My articles were published on websites, inside blogs, and newsletters. The Farmer/Panda updates did not impact the websites where my articles were published. Those properties likely benefited from the death of the article directories.

My articles were published in places where a human editor chose my article from a stack of articles on their computers.

Online publishers who are driven by a need to keep readers happy will focus only on publishing articles that they have reviewed and decided were a good fit for their publications and their audiences.

This is the Article Marketing Secret Sauce

For your article marketing activities to be successful, you need to be able to get your content placed somewhere where a human editor is reviewing your article for placement on their website.

The secret sauce is “human-reviewed and audience-approved.”

With the advent of social media, “audience approved” is easy for Google to identify. If people enjoy an article, they will share it on Facebook, Twitter, Google Plus, and Linked In.

If Google can see how often a particular article has been shared on social media, it knows that the particular article offers a lot of value to its readers.

The Proof of This Idea Can Be Found in Mashable

Founded in 2005, Mashable is the top source for news in social and digital media, technology, and Web culture.

According to its advertisers page, Mashable has 45 million monthly visitors, and it has 29 million followers on social media. Mashable also indicates that one of its posts is shared on social media every three seconds, and 55% of its traffic comes from mobile users.

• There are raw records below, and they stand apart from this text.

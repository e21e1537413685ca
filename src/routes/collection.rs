use crate::{
    AppState,
    auth::validate_token,
    dto::{ListParams, ListingPage},
    errors::ApiError,
    routes::Payload,
    states::Area,
};
use axum::{
    Json, Router,
    extract::{Path, Query, State},
    http::{HeaderMap, StatusCode},
    routing::{get, post},
};
use tracing::{debug, info};
use uuid::Uuid;

/// Routes for one area: list/create, fetch one, toggle a flag.
pub fn routes<T: Area>() -> Router<AppState> {
    Router::new()
        .route(T::PATH, get(list_items::<T>).post(create_item::<T>))
        .route(&format!("{}/{{id}}", T::PATH), get(get_item::<T>))
        .route(
            &format!("{}/{{id}}/toggle/{{flag}}", T::PATH),
            post(toggle_item::<T>),
        )
}

/// GET /{area}?q=&category=&status=&mine=
/// Headers: Authorization: Bearer <token>
pub async fn list_items<T: Area>(
    State(state): State<AppState>,
    headers: HeaderMap,
    Query(params): Query<ListParams>,
) -> Result<Json<ListingPage<T>>, ApiError> {
    let claims = validate_token(&headers, &state.config.jwt_secret)?;

    let store = T::store(&state).read().await;
    let filter = params.into_filter::<T>(&claims.sub)?;
    let data: Vec<T> = filter.apply(store.all()).cloned().collect();

    debug!("Listed {} of {} {}s", data.len(), store.len(), T::NOUN);

    Ok(Json(ListingPage::new(data, T::EMPTY_STATE)))
}

/// POST /{area}
/// Headers: Authorization: Bearer <token>
pub async fn create_item<T: Area>(
    State(state): State<AppState>,
    headers: HeaderMap,
    Payload(payload): Payload<T::Draft>,
) -> Result<(StatusCode, Json<T>), ApiError> {
    let claims = validate_token(&headers, &state.config.jwt_secret)?;
    let author = state.profile_for(&claims.sub);

    let mut store = T::store(&state).write().await;
    let item = store.append(payload, &author)?.clone();

    info!("{} created: {} by {}", T::NOUN, item.id(), claims.sub);

    Ok((StatusCode::CREATED, Json(item)))
}

/// GET /{area}/:id
pub async fn get_item<T: Area>(
    State(state): State<AppState>,
    headers: HeaderMap,
    Path(id): Path<Uuid>,
) -> Result<Json<T>, ApiError> {
    validate_token(&headers, &state.config.jwt_secret)?;

    let store = T::store(&state).read().await;
    let item = store.get(id)?;

    Ok(Json(item.clone()))
}

/// POST /{area}/:id/toggle/:flag
/// Headers: Authorization: Bearer <token>
pub async fn toggle_item<T: Area>(
    State(state): State<AppState>,
    headers: HeaderMap,
    Path((id, flag)): Path<(Uuid, String)>,
) -> Result<Json<T>, ApiError> {
    let claims = validate_token(&headers, &state.config.jwt_secret)?;

    let mut store = T::store(&state).write().await;
    store.get(id)?;
    let parsed = flag
        .parse::<T::Flag>()
        .map_err(|_| ApiError::ValidationError(format!("unknown {} flag `{}`", T::NOUN, flag)))?;
    let item = store.toggle(id, parsed)?.clone();

    info!("{} {} toggled {} by {}", T::NOUN, id, flag, claims.sub);

    Ok(Json(item))
}
// ============================================================================
// MODELS - One record type per dashboard area, plus the user profile
// ============================================================================

/// Declares a closed set of lowercase string values (categories, statuses,
/// flag names) with serde, `FromStr` and `Display` support.
macro_rules! string_enum {
    ($(#[$meta:meta])* $name:ident { $($variant:ident => $text:literal),+ $(,)? }) => {
        $(#[$meta])*
        #[derive(Debug, Clone, Copy, PartialEq, Eq, Hash, serde::Serialize, serde::Deserialize)]
        pub enum $name {
            $(#[serde(rename = $text)] $variant),+
        }

        impl $name {
            pub fn as_str(&self) -> &'static str {
                match self {
                    $($name::$variant => $text),+
                }
            }
        }

        impl std::str::FromStr for $name {
            type Err = String;

            fn from_str(s: &str) -> Result<Self, Self::Err> {
                match s {
                    $($text => Ok($name::$variant),)+
                    other => Err(format!("unknown value `{}`", other)),
                }
            }
        }

        impl std::fmt::Display for $name {
            fn fmt(&self, f: &mut std::fmt::Formatter<'_>) -> std::fmt::Result {
                f.write_str(self.as_str())
            }
        }
    };
}

pub mod event;
pub mod listing;
pub mod post;
pub mod profile;
pub mod question;
pub mod service;

pub use event::{Event, EventCategory, EventFlag};
pub use listing::{Listing, ListingCategory, ListingFlag};
pub use post::{FeedTopic, Post, PostAuthor, PostFlag};
pub use profile::Profile;
pub use question::{Question, QuestionCategory, QuestionFlag, QuestionStatus};
pub use service::{RateType, Service, ServiceCategory, ServiceFlag};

I took a few minutes to scroll through Mashable’s front page to look for articles on its website that might stand out in Google’s search results. Here are just three examples:

  • I found an article titled, “People Were Nuts About Guns This Black Friday”. This article had 490 social media shares. I Googled “people nuts about guns” and Mashable was the No. 1 listing. “Guns Black Friday” was also ranked in Google showing Mashable in the No. 8 listing.
  • Another article I found was called, “Online Sales for Black Friday and Cyber Monday Broke All Records”. It had 547 shares. I queried “online sales black Friday Cyber Monday” inside Google without the quotes, and Mashable was the No. 9 listing.
  • The final article I checked was titled, “Samsung Brand Autopsy: How Can The Company Earn Back Trust?” It had 513 shares. When I queried Google for “Samsung brand autopsy” and “Samsung brand”, the story inside Mashable was ranked No.1 in Google. Even a search for “Samsung company” shows the Mashable article in the No. 8 spot in Google’s search results.

Mashable.com is ‘willing to take’ (http://mashable.com/submit/) articles from people like you and me.  To increase the likelihood of seeing your articles published on Mashable, I encourage you to read the article ‘12 Things Not to Do When Pitching a Story to Mashable’ located here: http://mashable.com/2008/04/18/bad-pr-pitches/

As seen above, Google has proven that article marketing isn’t dead to them. Article directories are dead, but article marketing is not.

Because That Is Where The Money Is

During his 40-year criminal career, Willie Sutton stole approximately $2 million and spent half of his adult life in prison for his crimes.

When asked why he robbed banks, he said “Because that is where the money is.”

This brings us to the question of why I have always used this kind of article marketing to promote my websites… “Because that is where the traffic is.”

I don’t worry about doing SEO for my websites. I worry about getting my articles into a website that already has tons of traffic.

For several reasons:

1. I want my share of their traffic.

2. If their readers share my article on social media, then Google will share my article with more of their users.

3. If social media shares impact how Google perceives the value of my article, on a major website, then that value will transfer also to my website via the link in my author’s resource box.

4. A few really valuable web pages linking to my website trumps thousands of links from low-value web pages.

In Conclusion

There is nothing really hard about this approach to search engine optimization ( SEO ).

All you need to do is focus on creating content that people will want to read, then put it in a place where lots of people; already go to find the information that they want to read.